→ Required work
Once the line with "by every flow." is found in the data, output it and each following line exactly, up to and including the line with "fn new(value: T)", and nothing before or after.

Collected data entries
****************************************

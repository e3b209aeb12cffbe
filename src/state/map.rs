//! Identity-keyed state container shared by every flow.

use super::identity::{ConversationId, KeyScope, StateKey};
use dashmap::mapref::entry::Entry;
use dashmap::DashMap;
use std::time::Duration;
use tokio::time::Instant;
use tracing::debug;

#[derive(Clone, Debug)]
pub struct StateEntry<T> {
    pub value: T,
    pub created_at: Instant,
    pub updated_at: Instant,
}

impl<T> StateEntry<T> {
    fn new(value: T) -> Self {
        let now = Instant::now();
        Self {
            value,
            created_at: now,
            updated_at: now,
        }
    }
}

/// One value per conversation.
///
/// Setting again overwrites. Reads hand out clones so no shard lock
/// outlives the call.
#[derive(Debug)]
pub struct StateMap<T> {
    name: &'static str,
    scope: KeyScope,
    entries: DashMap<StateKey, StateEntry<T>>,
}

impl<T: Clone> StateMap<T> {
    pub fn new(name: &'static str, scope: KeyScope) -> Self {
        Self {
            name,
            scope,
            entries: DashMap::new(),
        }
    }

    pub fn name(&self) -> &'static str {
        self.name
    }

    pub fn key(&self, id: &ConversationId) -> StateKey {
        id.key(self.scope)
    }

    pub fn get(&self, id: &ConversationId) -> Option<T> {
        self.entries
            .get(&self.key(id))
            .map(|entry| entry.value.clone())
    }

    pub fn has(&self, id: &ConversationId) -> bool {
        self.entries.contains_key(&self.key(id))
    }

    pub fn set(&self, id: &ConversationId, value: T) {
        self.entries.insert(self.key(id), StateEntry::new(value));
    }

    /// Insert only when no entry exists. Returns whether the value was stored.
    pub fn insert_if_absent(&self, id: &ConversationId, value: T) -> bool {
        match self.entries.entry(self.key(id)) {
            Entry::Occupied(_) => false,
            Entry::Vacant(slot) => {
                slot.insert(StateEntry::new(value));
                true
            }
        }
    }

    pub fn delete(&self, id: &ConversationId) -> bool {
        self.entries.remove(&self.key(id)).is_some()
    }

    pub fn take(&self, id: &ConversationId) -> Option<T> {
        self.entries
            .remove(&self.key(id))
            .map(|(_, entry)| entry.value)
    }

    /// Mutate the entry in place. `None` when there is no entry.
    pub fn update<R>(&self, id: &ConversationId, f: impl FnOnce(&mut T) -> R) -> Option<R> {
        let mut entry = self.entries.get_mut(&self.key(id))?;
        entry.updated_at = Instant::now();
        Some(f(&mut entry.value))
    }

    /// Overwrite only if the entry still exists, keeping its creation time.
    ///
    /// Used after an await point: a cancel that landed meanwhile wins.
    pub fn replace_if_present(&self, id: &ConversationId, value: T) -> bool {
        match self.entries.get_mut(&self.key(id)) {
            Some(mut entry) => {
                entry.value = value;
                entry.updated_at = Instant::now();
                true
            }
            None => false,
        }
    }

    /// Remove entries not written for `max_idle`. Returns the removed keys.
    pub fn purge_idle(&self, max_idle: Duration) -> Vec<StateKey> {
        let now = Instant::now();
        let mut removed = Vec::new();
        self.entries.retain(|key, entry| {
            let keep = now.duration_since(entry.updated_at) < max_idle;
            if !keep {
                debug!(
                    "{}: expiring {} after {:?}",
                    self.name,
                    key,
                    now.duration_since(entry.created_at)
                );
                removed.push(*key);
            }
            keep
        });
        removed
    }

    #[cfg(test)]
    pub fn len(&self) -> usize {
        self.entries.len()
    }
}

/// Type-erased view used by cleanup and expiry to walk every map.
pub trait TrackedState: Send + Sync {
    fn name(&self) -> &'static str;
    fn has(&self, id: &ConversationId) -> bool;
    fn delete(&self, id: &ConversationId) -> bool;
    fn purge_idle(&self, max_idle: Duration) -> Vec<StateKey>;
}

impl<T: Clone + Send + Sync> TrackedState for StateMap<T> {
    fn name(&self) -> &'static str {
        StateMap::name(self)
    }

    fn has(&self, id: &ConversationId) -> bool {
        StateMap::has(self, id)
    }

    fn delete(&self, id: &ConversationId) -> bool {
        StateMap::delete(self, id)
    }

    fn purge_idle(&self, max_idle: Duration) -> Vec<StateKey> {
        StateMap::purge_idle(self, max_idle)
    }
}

****************************************

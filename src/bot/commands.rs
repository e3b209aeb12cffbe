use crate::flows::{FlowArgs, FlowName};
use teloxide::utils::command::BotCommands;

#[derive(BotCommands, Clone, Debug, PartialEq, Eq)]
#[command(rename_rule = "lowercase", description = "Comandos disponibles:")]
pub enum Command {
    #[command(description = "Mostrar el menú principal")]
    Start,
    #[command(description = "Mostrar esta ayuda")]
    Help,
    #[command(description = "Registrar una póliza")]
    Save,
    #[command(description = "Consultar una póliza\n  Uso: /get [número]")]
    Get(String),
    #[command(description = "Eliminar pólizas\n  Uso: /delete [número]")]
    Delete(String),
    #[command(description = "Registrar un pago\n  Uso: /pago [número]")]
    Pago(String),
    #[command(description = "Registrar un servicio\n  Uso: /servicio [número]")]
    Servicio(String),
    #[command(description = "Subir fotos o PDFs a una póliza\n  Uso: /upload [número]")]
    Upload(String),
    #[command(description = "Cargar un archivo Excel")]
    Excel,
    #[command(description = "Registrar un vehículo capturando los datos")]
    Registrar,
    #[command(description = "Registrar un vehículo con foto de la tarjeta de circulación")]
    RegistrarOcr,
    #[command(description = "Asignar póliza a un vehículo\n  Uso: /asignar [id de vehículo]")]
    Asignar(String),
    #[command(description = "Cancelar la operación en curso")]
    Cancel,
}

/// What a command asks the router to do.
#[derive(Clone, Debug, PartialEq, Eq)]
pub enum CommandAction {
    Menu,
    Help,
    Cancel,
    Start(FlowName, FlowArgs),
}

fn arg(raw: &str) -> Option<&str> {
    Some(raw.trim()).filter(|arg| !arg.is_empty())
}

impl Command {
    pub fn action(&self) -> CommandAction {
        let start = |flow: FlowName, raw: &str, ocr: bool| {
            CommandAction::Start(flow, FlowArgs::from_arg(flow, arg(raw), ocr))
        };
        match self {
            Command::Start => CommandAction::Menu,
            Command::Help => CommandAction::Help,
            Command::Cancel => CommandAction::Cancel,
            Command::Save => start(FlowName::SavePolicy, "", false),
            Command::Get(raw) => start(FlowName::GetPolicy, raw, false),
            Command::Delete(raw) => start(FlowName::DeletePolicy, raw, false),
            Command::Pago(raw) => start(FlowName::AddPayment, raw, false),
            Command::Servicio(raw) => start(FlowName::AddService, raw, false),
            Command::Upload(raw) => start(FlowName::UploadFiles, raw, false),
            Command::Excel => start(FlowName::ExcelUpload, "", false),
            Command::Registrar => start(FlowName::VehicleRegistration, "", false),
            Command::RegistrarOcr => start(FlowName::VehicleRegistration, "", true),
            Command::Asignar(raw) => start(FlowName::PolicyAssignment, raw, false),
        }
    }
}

****************************************

→ Answer section
//! Identity-keyed state container shared by every flow.

use super::identity::{ConversationId, KeyScope, StateKey};
use dashmap::mapref::entry::Entry;
use dashmap::DashMap;
use std::time::Duration;
use tokio::time::Instant;
use tracing::debug;

#[derive(Clone, Debug)]
pub struct StateEntry<T> {
    pub value: T,
    pub created_at: Instant,
    pub updated_at: Instant,
}

impl<T> StateEntry<T> {
    fn new(value: T) -> Self {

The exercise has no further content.